I climbed ledge by ledge. From higher up, I glanced at Colin still standing at an edge below me. He was taking a few breaths to consider his options. I could see now what he was faced with. Balanced on a few inches of bare stone with a pool of water as dark as onyx behind him, he was looking a couple hundred feet into empty space, the canyon dropping out from under him. Knowing he’d manage just fine, I didn’t look back at him again.
After about 10 minutes of inching around wall after wall, I found a slope of rock rubble. I skittered into a narrow crevasse, popping out the other side not far above the canyon floor.
Just as I expected, Colin was already ahead of me. He’d found some backdoor route and had beaten me down, no doubt losing some skin in the process, his blood still hot with adrenalin. We slid and scratched through sharp-edged rocks, setting some rolling, kicking up dust for 10, 20 feet. Toward the bottom, the rocks became boulders as big as washing machines. Below them were boulders the size of houses. We climbed cracks between them, descending into a canopy of sycamores.

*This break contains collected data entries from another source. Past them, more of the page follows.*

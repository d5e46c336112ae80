//! Painting endpoints under `/api/painting`.
//!
//! The path is singular and the key parameter is named `code`, matching the
//! public API this service replaces.

use actix_web::{delete, get, post, put, web};
use serde::Deserialize;
use utoipa::IntoParams;

use crate::domain::{DeletionReceipt, Painting, PaintingFields};
use crate::inbound::http::ApiResult;
use crate::inbound::http::session::SessionContext;
use crate::inbound::http::state::HttpState;

/// Key query parameter for single-record painting operations.
#[derive(Debug, Deserialize, IntoParams)]
pub struct PaintingKey {
    pub code: String,
}

/// Field set accepted by `POST /api/painting/post`, identity included.
#[derive(Debug, Deserialize, IntoParams)]
pub struct NewPaintingParams {
    pub code: String,
    pub name: String,
    pub artist: String,
    pub year: i32,
    pub medium: String,
    pub period: String,
}

impl From<NewPaintingParams> for Painting {
    fn from(params: NewPaintingParams) -> Self {
        let NewPaintingParams {
            code,
            name,
            artist,
            year,
            medium,
            period,
        } = params;
        Self {
            code,
            name,
            artist,
            year,
            medium,
            period,
        }
    }
}

/// List all paintings.
#[utoipa::path(
    get,
    path = "/api/painting/all",
    responses(
        (status = 200, description = "All stored paintings", body = [Painting]),
        (status = 403, description = "Caller lacks the user role")
    ),
    tags = ["paintings"],
    operation_id = "listPaintings"
)]
#[get("/all")]
pub async fn list_paintings(
    session: SessionContext,
    state: web::Data<HttpState>,
) -> ApiResult<web::Json<Vec<Painting>>> {
    let caller = session.caller()?;
    Ok(web::Json(state.paintings.list(&caller).await?))
}

/// Get a single painting.
#[utoipa::path(
    get,
    path = "/api/painting",
    params(PaintingKey),
    responses(
        (status = 200, description = "The matching painting", body = Painting),
        (status = 403, description = "Caller lacks the user role"),
        (status = 404, description = "No painting under that code")
    ),
    tags = ["paintings"],
    operation_id = "getPainting"
)]
#[get("")]
pub async fn get_painting(
    session: SessionContext,
    state: web::Data<HttpState>,
    query: web::Query<PaintingKey>,
) -> ApiResult<web::Json<Painting>> {
    let caller = session.caller()?;
    Ok(web::Json(state.paintings.get(&caller, &query.code).await?))
}

/// Create a new painting under the caller-supplied code.
#[utoipa::path(
    post,
    path = "/api/painting/post",
    params(NewPaintingParams),
    responses(
        (status = 200, description = "The stored painting", body = Painting),
        (status = 403, description = "Caller lacks the admin role")
    ),
    tags = ["paintings"],
    operation_id = "postPainting"
)]
#[post("/post")]
pub async fn post_painting(
    session: SessionContext,
    state: web::Data<HttpState>,
    params: web::Query<NewPaintingParams>,
) -> ApiResult<web::Json<Painting>> {
    let caller = session.caller()?;
    let draft = Painting::from(params.into_inner());
    Ok(web::Json(state.paintings.create(&caller, draft).await?))
}

/// Replace every data field of a single painting. A `code` in the body is
/// ignored; the stored identity is kept.
#[utoipa::path(
    put,
    path = "/api/painting",
    params(PaintingKey),
    request_body = PaintingFields,
    responses(
        (status = 200, description = "The updated painting", body = Painting),
        (status = 403, description = "Caller lacks the admin role"),
        (status = 404, description = "No painting under that code")
    ),
    tags = ["paintings"],
    operation_id = "updatePainting"
)]
#[put("")]
pub async fn update_painting(
    session: SessionContext,
    state: web::Data<HttpState>,
    query: web::Query<PaintingKey>,
    body: web::Json<PaintingFields>,
) -> ApiResult<web::Json<Painting>> {
    let caller = session.caller()?;
    Ok(web::Json(
        state
            .paintings
            .update(&caller, &query.code, body.into_inner())
            .await?,
    ))
}

/// Delete a single painting.
#[utoipa::path(
    delete,
    path = "/api/painting",
    params(PaintingKey),
    responses(
        (status = 200, description = "Deletion confirmation", body = DeletionReceipt),
        (status = 403, description = "Caller lacks the admin role"),
        (status = 404, description = "No painting under that code")
    ),
    tags = ["paintings"],
    operation_id = "deletePainting"
)]
#[delete("")]
pub async fn delete_painting(
    session: SessionContext,
    state: web::Data<HttpState>,
    query: web::Query<PaintingKey>,
) -> ApiResult<web::Json<DeletionReceipt>> {
    let caller = session.caller()?;
    Ok(web::Json(
        state.paintings.delete(&caller, &query.code).await?,
    ))
}
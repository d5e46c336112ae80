//! OpenAPI documentation configuration.
//!
//! [`ApiDoc`] generates the OpenAPI specification for the REST API: every
//! resource endpoint, the auth endpoints, the health probes, and the schema
//! components, secured by the session cookie issued at login. The document
//! feeds Swagger UI in debug builds.

use utoipa::openapi::security::{ApiKey, ApiKeyValue, SecurityScheme};
use utoipa::{Modify, OpenApi};

use crate::domain::{Book, BookFields, DeletionReceipt, Movie, MovieFields, Painting, PaintingFields, Role};
use crate::inbound::http::auth::LoginRequest;
use crate::inbound::http::error::NotFoundBody;

/// Enrich the generated document with the session cookie security scheme.
struct SecurityAddon;

impl Modify for SecurityAddon {
    fn modify(&self, openapi: &mut utoipa::openapi::OpenApi) {
        let components = openapi
            .components
            .get_or_insert_with(utoipa::openapi::Components::default);

        components.add_security_scheme(
            "SessionCookie",
            SecurityScheme::ApiKey(ApiKey::Cookie(ApiKeyValue::with_description(
                "session",
                "Session cookie issued by POST /api/login.",
            ))),
        );
    }
}

/// OpenAPI document for the REST API.
#[derive(OpenApi)]
#[openapi(
    modifiers(&SecurityAddon),
    info(
        title = "Shelfmark catalogue API",
        description = "Role-gated CRUD over books, movies, and paintings."
    ),
    servers(
        (url = "/", description = "Relative to the deployment base URL")
    ),
    security(("SessionCookie" = [])),
    paths(
        crate::inbound::http::auth::login,
        crate::inbound::http::auth::logout,
        crate::inbound::http::books::list_books,
        crate::inbound::http::books::get_book,
        crate::inbound::http::books::post_book,
        crate::inbound::http::books::update_book,
        crate::inbound::http::books::delete_book,
        crate::inbound::http::movies::list_movies,
        crate::inbound::http::movies::get_movie,
        crate::inbound::http::movies::post_movie,
        crate::inbound::http::movies::update_movie,
        crate::inbound::http::movies::delete_movie,
        crate::inbound::http::paintings::list_paintings,
        crate::inbound::http::paintings::get_painting,
        crate::inbound::http::paintings::post_painting,
        crate::inbound::http::paintings::update_painting,
        crate::inbound::http::paintings::delete_painting,
        crate::inbound::http::health::ready,
        crate::inbound::http::health::live,
    ),
    components(schemas(
        Book,
        BookFields,
        Movie,
        MovieFields,
        Painting,
        PaintingFields,
        DeletionReceipt,
        NotFoundBody,
        LoginRequest,
        Role,
    )),
    tags(
        (name = "auth", description = "Session establishment"),
        (name = "books", description = "Book catalogue"),
        (name = "movies", description = "Movie catalogue"),
        (name = "paintings", description = "Painting catalogue"),
        (name = "health", description = "Endpoints for health checks")
    )
)]
pub struct ApiDoc;

#[cfg(test)]
mod tests {
    use utoipa::OpenApi;
    use utoipa::openapi::RefOr;
    use utoipa::openapi::schema::Schema;

    use super::*;

    /// Assert that an Object schema contains a field with the given name.
    fn assert_object_schema_has_field(schema: &RefOr<Schema>, field: &str) {
        match schema {
            RefOr::T(Schema::Object(obj)) => {
                assert!(
                    obj.properties.contains_key(field),
                    "schema should have field '{field}'"
                );
            }
            _ => panic!("expected Object schema"),
        }
    }

    #[test]
    fn openapi_not_found_schema_uses_the_wire_field_name() {
        let doc = ApiDoc::openapi();
        let schemas = &doc.components.as_ref().expect("components").schemas;
        let schema = schemas.get("NotFoundBody").expect("NotFoundBody schema");

        assert_object_schema_has_field(schema, "type");
        assert_object_schema_has_field(schema, "message");
    }

    #[test]
    fn openapi_registers_every_resource_collection_path() {
        let doc = ApiDoc::openapi();
        for path in ["/api/books/all", "/api/movies/all", "/api/painting/all"] {
            assert!(
                doc.paths.paths.contains_key(path),
                "document should describe {path}"
            );
        }
    }
}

When we reached the bottom, daylight was nearly gone. We found the stream where we’d started, and followed it, moving across beds of moss and broken tree stumps. With no more exposed rock, no more sudden falls, we walked with a lazy, exhausted stride, our feet painted in leaf dirt and blood. Sycamore trees sank into darkness as we felt our way along. We had headlamps in our packs but didn’t get them out. A last trace of light remained to show the way, a vaporous glow, as if a modicum of daylight had not been able to find its way out of the canyon.
A baby’s cry lifted from the darkness ahead. It was the call of my son’s hunger. It cried, comfort, warmth, need, echoing among trees, muted by leaves and trunks. Just as quickly, the voice was quieted. In the night beyond us, in a camp too far away for us to see, Jasper had been given whatever he needed. My body relaxed; I was almost home.